• _What the task requires_
From the data below, copy out every line in which the word "move" occurs.

• _Exercise inputs_
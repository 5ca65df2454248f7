//! Session keys derived from project paths.
//!
//! One persistent shell exists per project, so the key is a pure function of
//! the project's path: key = first 16 bytes of SHA-256(normalized path),
//! hex-encoded. The hex form is safe to embed in management URLs.

use sha2::{Digest, Sha256};
use std::path::{Component, Path, PathBuf};

/// Number of hash bytes kept in a session key (32 hex chars).
const KEY_BYTES: usize = 16;

/// Lexically normalize a project path without touching the filesystem.
///
/// Drops `.` components, folds `..` into the preceding component and strips
/// trailing separators. Symlinks are not resolved.
pub fn normalize_project_path(path: &Path) -> PathBuf {
    let mut out = PathBuf::new();
    for component in path.components() {
        match component {
            Component::CurDir => {}
            Component::ParentDir => match out.components().next_back() {
                Some(Component::Normal(_)) => {
                    out.pop();
                }
                // `/..` is `/`
                Some(Component::RootDir) | Some(Component::Prefix(_)) => {}
                _ => out.push(".."),
            },
            other => out.push(other.as_os_str()),
        }
    }
    if out.as_os_str().is_empty() {
        out.push(".");
    }
    out
}

/// Derive the session key for a project path.
pub fn session_key(path: &Path) -> String {
    let normalized = normalize_project_path(path);
    let hash = Sha256::digest(normalized.to_string_lossy().as_bytes());
    hex::encode(&hash[..KEY_BYTES])
}
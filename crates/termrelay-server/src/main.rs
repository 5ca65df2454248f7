//! termrelay-server: persistent terminal sessions over WebSocket.
//!
//! Keeps one long-lived PTY per project so a browser client can navigate
//! away and come back to the same shell, with its recent output replayed.

mod api;
mod config;
mod server;
mod session;
mod transport;

use clap::Parser;
use config::{ConfigOverrides, ServerConfig, DEFAULT_CONFIG_PATH};
use server::RelayServer;
use std::path::PathBuf;
use std::sync::Arc;
use tracing::{error, info};

/// termrelay-server: persistent PTY sessions for browser terminals
#[derive(Parser, Debug)]
#[command(name = "termrelay-server", version, about = "Persistent terminal session server")]
struct Cli {
    /// Config file path
    #[arg(long, default_value = DEFAULT_CONFIG_PATH)]
    config: String,

    /// WebSocket port (management API uses port + 1)
    #[arg(short, long)]
    port: Option<u16>,

    /// Bind address
    #[arg(long)]
    bind: Option<String>,

    /// Seconds an unbound session may stay idle before it is reclaimed
    #[arg(long)]
    idle_timeout: Option<u64>,

    /// Seconds between idle sweeps
    #[arg(long)]
    reap_interval: Option<u64>,

    /// Shell used for sessions
    #[arg(long)]
    shell: Option<String>,

    /// Assistant CLI started in persistent sessions
    #[arg(long)]
    assistant_command: Option<String>,

    /// Log level (trace, debug, info, warn, error)
    #[arg(long, default_value = "info")]
    log_level: String,
}

#[tokio::main]
async fn main() {
    let cli = Cli::parse();

    use tracing_subscriber::EnvFilter;
    let env_filter = EnvFilter::try_from_default_env()
        .unwrap_or_else(|_| EnvFilter::new(&cli.log_level));
    tracing_subscriber::fmt()
        .with_env_filter(env_filter)
        .with_target(false)
        .init();

    info!(version = env!("CARGO_PKG_VERSION"), "starting termrelay-server");

    let config_path = PathBuf::from(&cli.config);
    let overrides = ConfigOverrides {
        port: cli.port,
        bind: cli.bind,
        idle_timeout: cli.idle_timeout,
        reap_interval: cli.reap_interval,
        shell: cli.shell,
        assistant_command: cli.assistant_command,
    };
    let server_config = match ServerConfig::load(Some(&config_path), overrides) {
        Ok(cfg) => cfg,
        Err(e) => {
            error!(error = %e, "failed to load config");
            std::process::exit(1);
        }
    };

    let server = match RelayServer::new(server_config) {
        Ok(s) => Arc::new(s),
        Err(e) => {
            error!(error = %e, "failed to create server");
            std::process::exit(1);
        }
    };

    tokio::select! {
        result = server.clone().run() => {
            if let Err(e) = result {
                error!(error = %e, "server error");
                server.shutdown().await;
                std::process::exit(1);
            }
        }
        _ = shutdown_signal() => {
            info!("received shutdown signal");
        }
    }

    server.shutdown().await;
    info!("termrelay-server stopped");
}

/// Wait for SIGTERM or SIGINT (Ctrl+C).
async fn shutdown_signal() {
    let ctrl_c = tokio::signal::ctrl_c();

    #[cfg(unix)]
    {
        match tokio::signal::unix::signal(tokio::signal::unix::SignalKind::terminate()) {
            Ok(mut sigterm) => {
                tokio::select! {
                    _ = ctrl_c => {}
                    _ = sigterm.recv() => {}
                }
            }
            Err(e) => {
                error!(error = %e, "failed to install SIGTERM handler");
                ctrl_c.await.ok();
            }
        }
    }

    #[cfg(not(unix))]
    {
        ctrl_c.await.ok();
    }
}
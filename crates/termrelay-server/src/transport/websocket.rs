//! WebSocket listener using tokio-tungstenite.
//!
//! Accepts upgrades on a single port and remembers the request path so the
//! router can classify the connection. Frames are JSON text; binary frames
//! are passed through as raw input bytes.

use futures_util::stream::{SplitSink, SplitStream};
use futures_util::{SinkExt, StreamExt};
use std::net::SocketAddr;
use termrelay_core::{RelayError, RelayResult};
use tokio::net::{TcpListener, TcpStream};
use tokio::sync::mpsc;
use tokio_tungstenite::tungstenite::handshake::server::{ErrorResponse, Request, Response};
use tokio_tungstenite::tungstenite::protocol::frame::coding::CloseCode;
use tokio_tungstenite::tungstenite::protocol::CloseFrame;
use tokio_tungstenite::tungstenite::Message;
use tokio_tungstenite::WebSocketStream;
use tracing::{debug, error, info, warn};

pub type WsSink = SplitSink<WebSocketStream<TcpStream>, Message>;
pub type WsSource = SplitStream<WebSocketStream<TcpStream>>;

/// Maximum accepted client frame (1 MiB).
const MAX_WS_FRAME_SIZE: usize = 1_048_576;

/// A handle to an accepted WebSocket connection.
pub struct WebSocketConnection {
    pub ws_stream: WebSocketStream<TcpStream>,
    pub remote_addr: SocketAddr,
    /// Path of the upgrade request, e.g. `/shell`.
    pub path: String,
}

/// A client frame.
#[derive(Debug, Clone, PartialEq, Eq)]
pub enum Frame {
    Text(String),
    Binary(Vec<u8>),
}

/// Bind and start accepting WebSocket upgrades.
///
/// Returns a receiver that yields accepted connections.
pub async fn start_listener(
    bind_addr: SocketAddr,
) -> RelayResult<mpsc::Receiver<WebSocketConnection>> {
    let tcp_listener = TcpListener::bind(bind_addr)
        .await
        .map_err(|e| RelayError::Transport(format!("WS bind failed: {e}")))?;
    Ok(accept_loop(tcp_listener))
}

/// Accept upgrades on an already bound listener.
pub fn accept_loop(tcp_listener: TcpListener) -> mpsc::Receiver<WebSocketConnection> {
    if let Ok(addr) = tcp_listener.local_addr() {
        info!(addr = %addr, "WebSocket listener started");
    }

    let (tx, rx) = mpsc::channel::<WebSocketConnection>(64);

    tokio::spawn(async move {
        loop {
            match tcp_listener.accept().await {
                Ok((stream, addr)) => {
                    let tx = tx.clone();
                    tokio::spawn(async move {
                        let mut path = String::new();
                        let callback =
                            |req: &Request, resp: Response| -> Result<Response, ErrorResponse> {
                                path = req.uri().path().to_string();
                                Ok(resp)
                            };
                        match tokio_tungstenite::accept_hdr_async(stream, callback).await {
                            Ok(ws_stream) => {
                                debug!(remote = %addr, path = %path, "WebSocket connection accepted");
                                let conn = WebSocketConnection {
                                    ws_stream,
                                    remote_addr: addr,
                                    path,
                                };
                                if tx.send(conn).await.is_err() {
                                    warn!("WebSocket connection channel closed");
                                }
                            }
                            Err(e) => {
                                warn!(remote = %addr, error = %e, "WebSocket handshake failed");
                            }
                        }
                    });
                }
                Err(e) => {
                    error!(error = %e, "TCP accept failed");
                }
            }
        }
    });

    rx
}

/// Send a text frame.
pub async fn ws_send_text(sink: &mut WsSink, text: String) -> RelayResult<()> {
    sink.send(Message::Text(text.into()))
        .await
        .map_err(|e| RelayError::Transport(format!("WS send failed: {e}")))
}

/// Send a close frame with a policy code. Errors are ignored: the peer may
/// already be gone.
pub async fn ws_close(sink: &mut WsSink, reason: &str) {
    let frame = CloseFrame {
        code: CloseCode::Policy,
        reason: reason.to_string().into(),
    };
    let _ = sink.send(Message::Close(Some(frame))).await;
    let _ = sink.close().await;
}

/// Receive the next data frame.
///
/// Returns `None` when the connection is closed. Control frames are skipped.
pub async fn ws_recv(source: &mut WsSource) -> RelayResult<Option<Frame>> {
    loop {
        match source.next().await {
            Some(Ok(Message::Text(text))) => {
                if text.len() > MAX_WS_FRAME_SIZE {
                    return Err(RelayError::InvalidMessage(format!(
                        "WS frame too large: {} bytes (max {MAX_WS_FRAME_SIZE})",
                        text.len()
                    )));
                }
                return Ok(Some(Frame::Text(text.to_string())));
            }
            Some(Ok(Message::Binary(data))) => {
                if data.len() > MAX_WS_FRAME_SIZE {
                    return Err(RelayError::InvalidMessage(format!(
                        "WS frame too large: {} bytes (max {MAX_WS_FRAME_SIZE})",
                        data.len()
                    )));
                }
                return Ok(Some(Frame::Binary(data.to_vec())));
            }
            Some(Ok(Message::Close(_))) => return Ok(None),
            // Pings are answered by tungstenite on the next flush.
            Some(Ok(_)) => continue,
            Some(Err(e)) => {
                return Err(RelayError::Transport(format!("WS recv failed: {e}")));
            }
            None => return Ok(None),
        }
    }
}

• _Solution for this problem_
    tokio::spawn(async move {
                    tokio::spawn(async move {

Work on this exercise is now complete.